*** Block opens ***

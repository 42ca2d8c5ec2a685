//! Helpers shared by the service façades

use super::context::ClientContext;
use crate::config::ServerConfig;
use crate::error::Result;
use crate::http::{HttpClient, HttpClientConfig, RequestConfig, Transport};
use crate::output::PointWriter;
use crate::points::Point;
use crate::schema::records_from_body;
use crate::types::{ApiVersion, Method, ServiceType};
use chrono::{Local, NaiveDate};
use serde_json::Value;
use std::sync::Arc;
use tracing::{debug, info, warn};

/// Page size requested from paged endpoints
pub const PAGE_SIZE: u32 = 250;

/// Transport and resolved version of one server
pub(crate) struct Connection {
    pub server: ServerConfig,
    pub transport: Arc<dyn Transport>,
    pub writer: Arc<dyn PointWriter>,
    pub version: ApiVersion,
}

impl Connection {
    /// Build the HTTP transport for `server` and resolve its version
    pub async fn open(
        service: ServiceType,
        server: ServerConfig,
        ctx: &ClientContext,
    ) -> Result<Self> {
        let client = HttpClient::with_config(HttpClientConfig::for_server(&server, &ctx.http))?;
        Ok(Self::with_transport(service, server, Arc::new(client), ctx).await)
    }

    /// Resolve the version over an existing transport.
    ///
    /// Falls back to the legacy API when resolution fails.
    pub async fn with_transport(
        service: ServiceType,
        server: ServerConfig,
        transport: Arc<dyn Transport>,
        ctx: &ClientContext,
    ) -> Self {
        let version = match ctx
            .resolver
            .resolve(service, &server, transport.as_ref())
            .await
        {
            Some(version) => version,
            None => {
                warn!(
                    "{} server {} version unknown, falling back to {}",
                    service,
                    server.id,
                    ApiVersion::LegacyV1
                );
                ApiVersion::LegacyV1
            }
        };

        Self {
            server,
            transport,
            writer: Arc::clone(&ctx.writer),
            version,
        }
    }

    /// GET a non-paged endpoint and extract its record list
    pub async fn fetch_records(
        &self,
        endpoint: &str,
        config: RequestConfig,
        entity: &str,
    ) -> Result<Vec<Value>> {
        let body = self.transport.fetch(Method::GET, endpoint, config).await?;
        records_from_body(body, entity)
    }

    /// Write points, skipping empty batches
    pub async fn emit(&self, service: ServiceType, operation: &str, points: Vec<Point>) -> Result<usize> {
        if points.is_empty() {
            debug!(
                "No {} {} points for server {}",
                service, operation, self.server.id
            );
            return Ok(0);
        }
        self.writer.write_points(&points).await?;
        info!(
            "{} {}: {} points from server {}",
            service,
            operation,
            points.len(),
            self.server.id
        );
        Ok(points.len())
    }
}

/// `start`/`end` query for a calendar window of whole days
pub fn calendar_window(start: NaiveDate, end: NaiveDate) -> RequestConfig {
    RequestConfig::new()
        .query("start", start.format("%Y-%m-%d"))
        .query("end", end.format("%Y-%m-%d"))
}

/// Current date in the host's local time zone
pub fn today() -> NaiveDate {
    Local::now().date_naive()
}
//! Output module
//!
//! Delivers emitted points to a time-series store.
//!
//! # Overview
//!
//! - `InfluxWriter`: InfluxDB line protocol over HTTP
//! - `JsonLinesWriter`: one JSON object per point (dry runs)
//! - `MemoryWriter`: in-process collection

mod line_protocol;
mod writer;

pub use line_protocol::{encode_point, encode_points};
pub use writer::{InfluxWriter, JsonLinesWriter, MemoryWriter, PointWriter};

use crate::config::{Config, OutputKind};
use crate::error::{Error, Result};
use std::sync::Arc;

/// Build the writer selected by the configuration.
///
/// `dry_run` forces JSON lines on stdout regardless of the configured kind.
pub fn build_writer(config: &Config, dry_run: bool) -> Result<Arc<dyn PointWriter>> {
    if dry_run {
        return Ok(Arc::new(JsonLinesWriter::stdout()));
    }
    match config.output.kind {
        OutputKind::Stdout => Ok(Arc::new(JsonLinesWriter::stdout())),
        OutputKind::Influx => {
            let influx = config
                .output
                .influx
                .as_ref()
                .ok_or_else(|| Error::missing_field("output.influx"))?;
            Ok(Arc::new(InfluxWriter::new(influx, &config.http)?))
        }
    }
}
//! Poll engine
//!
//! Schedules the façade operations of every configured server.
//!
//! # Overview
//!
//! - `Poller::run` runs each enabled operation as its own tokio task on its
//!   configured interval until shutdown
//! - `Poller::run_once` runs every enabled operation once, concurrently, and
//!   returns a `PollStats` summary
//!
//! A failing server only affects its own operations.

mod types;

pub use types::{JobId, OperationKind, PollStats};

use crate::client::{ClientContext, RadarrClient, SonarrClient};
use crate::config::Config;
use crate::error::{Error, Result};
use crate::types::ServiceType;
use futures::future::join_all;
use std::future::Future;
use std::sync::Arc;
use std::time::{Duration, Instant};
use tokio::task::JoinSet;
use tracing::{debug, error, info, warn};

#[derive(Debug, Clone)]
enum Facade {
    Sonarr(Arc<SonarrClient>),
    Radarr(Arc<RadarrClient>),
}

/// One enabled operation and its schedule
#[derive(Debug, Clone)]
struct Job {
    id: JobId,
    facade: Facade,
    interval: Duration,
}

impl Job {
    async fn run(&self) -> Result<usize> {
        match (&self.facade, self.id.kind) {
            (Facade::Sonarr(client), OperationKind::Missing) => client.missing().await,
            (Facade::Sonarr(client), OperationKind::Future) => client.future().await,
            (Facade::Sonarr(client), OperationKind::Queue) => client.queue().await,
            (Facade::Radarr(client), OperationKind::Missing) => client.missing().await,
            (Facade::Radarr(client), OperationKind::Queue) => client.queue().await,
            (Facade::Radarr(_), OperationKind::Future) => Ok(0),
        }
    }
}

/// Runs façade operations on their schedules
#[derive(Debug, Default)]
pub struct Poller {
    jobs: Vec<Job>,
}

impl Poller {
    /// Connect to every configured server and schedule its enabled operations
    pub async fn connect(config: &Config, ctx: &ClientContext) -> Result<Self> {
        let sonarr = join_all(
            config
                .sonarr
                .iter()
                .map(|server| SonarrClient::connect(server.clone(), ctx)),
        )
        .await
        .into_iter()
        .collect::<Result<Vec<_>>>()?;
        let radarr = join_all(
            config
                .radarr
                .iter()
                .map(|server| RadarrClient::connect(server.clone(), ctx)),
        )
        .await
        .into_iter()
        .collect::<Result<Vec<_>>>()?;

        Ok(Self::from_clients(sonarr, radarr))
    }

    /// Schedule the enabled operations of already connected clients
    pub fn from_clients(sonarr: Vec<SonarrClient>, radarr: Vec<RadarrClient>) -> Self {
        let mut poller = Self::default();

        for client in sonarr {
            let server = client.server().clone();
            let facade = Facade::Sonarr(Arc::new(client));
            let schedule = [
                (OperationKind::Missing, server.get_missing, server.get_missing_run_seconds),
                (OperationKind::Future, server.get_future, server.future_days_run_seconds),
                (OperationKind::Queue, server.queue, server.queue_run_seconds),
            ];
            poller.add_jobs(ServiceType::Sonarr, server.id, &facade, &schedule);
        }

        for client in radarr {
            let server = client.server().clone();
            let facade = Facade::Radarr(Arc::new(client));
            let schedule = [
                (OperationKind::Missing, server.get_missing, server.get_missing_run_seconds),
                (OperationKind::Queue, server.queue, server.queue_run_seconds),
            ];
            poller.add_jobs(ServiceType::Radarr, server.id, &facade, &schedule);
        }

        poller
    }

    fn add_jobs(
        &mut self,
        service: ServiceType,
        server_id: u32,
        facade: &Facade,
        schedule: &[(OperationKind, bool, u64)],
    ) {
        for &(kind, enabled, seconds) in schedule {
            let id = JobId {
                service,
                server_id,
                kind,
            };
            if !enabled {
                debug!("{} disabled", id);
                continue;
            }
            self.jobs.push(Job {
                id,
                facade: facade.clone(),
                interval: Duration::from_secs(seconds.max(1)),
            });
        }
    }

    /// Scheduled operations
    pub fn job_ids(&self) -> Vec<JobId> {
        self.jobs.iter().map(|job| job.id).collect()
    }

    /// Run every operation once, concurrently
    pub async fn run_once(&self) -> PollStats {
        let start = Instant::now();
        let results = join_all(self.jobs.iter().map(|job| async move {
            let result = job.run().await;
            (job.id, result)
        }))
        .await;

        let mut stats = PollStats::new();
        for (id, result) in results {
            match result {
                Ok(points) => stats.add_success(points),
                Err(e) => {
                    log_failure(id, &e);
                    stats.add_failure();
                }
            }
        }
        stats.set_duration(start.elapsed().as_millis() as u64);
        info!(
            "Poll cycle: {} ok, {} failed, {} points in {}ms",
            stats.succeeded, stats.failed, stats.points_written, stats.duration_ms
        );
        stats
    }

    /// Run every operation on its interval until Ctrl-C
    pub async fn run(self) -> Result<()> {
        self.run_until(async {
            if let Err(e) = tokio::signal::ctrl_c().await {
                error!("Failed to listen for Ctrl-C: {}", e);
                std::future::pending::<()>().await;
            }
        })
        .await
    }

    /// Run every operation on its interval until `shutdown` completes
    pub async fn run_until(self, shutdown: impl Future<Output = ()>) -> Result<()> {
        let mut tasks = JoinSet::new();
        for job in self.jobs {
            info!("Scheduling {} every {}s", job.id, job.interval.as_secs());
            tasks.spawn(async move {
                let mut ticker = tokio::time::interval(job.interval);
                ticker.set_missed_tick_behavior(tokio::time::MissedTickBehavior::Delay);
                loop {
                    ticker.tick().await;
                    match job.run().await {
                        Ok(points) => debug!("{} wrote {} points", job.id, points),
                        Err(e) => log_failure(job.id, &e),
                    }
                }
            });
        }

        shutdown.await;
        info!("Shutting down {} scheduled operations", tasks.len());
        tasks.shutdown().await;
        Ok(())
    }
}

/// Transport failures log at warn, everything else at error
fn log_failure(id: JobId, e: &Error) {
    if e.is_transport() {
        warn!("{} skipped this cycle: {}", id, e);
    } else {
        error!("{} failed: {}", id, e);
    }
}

*** Block closes ***
*** Block opens ***

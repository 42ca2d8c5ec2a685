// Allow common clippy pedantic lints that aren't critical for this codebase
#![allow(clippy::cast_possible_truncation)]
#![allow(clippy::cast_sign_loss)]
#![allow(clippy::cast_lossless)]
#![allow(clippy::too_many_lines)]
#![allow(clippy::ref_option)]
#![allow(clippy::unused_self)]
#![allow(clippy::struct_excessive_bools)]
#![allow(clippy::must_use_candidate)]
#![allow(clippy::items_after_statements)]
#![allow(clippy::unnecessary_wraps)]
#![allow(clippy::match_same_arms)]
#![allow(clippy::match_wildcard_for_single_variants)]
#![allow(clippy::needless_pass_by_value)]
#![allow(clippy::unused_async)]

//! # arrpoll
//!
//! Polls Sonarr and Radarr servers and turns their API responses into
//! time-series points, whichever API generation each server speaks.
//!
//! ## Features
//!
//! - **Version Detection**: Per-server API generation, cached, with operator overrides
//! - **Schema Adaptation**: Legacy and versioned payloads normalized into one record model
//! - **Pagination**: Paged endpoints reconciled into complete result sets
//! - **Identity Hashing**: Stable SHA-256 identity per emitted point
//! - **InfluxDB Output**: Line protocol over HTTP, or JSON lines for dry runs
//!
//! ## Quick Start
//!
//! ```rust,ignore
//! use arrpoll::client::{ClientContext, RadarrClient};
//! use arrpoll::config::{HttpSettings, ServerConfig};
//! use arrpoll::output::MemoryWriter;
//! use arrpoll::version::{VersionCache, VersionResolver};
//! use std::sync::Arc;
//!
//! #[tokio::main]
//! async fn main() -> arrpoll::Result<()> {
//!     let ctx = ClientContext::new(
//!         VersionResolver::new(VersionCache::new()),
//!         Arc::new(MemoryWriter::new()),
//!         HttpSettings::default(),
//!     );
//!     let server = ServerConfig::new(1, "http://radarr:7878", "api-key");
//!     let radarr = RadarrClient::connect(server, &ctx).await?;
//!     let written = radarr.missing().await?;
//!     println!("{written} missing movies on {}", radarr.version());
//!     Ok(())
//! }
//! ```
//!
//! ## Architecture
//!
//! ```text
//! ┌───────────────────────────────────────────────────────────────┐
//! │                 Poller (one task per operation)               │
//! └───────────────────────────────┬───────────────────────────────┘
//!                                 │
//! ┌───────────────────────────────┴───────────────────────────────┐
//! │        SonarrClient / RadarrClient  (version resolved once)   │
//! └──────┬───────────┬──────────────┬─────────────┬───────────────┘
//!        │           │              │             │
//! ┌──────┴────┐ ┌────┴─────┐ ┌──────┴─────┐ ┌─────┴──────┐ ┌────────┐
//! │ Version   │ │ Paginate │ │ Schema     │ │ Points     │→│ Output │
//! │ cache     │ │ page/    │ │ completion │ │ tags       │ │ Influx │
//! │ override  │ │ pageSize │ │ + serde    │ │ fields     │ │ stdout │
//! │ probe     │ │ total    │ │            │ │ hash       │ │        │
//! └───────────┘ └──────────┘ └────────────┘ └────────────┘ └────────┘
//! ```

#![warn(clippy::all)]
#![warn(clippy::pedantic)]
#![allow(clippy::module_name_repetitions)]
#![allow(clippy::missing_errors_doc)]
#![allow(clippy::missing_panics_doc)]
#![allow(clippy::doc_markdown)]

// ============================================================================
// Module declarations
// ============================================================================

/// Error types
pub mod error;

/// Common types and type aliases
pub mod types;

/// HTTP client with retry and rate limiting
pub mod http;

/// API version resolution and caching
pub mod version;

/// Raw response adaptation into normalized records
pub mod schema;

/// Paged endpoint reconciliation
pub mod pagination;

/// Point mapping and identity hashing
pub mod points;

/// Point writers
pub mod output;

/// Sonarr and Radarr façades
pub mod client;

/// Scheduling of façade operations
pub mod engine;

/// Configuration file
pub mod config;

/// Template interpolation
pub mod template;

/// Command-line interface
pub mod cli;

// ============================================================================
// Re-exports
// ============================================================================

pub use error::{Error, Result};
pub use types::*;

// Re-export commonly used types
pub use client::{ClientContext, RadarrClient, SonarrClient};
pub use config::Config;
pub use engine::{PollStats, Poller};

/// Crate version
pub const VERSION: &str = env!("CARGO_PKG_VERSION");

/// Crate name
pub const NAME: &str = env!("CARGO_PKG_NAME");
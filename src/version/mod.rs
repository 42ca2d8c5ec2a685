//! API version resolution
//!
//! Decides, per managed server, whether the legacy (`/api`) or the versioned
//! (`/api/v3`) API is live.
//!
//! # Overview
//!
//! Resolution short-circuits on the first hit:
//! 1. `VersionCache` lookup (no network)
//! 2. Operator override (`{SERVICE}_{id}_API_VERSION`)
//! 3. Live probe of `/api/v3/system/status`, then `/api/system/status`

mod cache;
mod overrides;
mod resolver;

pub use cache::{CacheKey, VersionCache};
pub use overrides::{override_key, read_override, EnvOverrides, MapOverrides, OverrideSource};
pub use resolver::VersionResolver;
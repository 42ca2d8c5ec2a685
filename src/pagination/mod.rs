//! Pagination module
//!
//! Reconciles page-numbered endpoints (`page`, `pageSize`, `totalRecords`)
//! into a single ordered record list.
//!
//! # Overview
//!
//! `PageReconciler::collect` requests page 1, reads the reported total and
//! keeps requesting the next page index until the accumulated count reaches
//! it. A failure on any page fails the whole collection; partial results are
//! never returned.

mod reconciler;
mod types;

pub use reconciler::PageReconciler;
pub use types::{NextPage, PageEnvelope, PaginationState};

*** Block closes ***

- _Activity_:
Look through the data above and return exactly the lines from the one that contains "points: Vec<Point>) ->" to the one that contains "InfluxDB line protocol over HTTP", inclusive, with nothing else.

- _Response_:
    pub async fn emit(&self, service: ServiceType, operation: &str, points: Vec<Point>) -> Result<usize> {
        if points.is_empty() {
            debug!(
                "No {} {} points for server {}",
                service, operation, self.server.id
            );
            return Ok(0);
        }
        self.writer.write_points(&points).await?;
        info!(
            "{} {}: {} points from server {}",
            service,
            operation,
            points.len(),
            self.server.id
        );
        Ok(points.len())
    }
}

/// `start`/`end` query for a calendar window of whole days
pub fn calendar_window(start: NaiveDate, end: NaiveDate) -> RequestConfig {
    RequestConfig::new()
        .query("start", start.format("%Y-%m-%d"))
        .query("end", end.format("%Y-%m-%d"))
}

/// Current date in the host's local time zone
pub fn today() -> NaiveDate {
    Local::now().date_naive()
}
//! Output module
//!
//! Delivers emitted points to a time-series store.
//!
//! # Overview
//!
//! - `InfluxWriter`: InfluxDB line protocol over HTTP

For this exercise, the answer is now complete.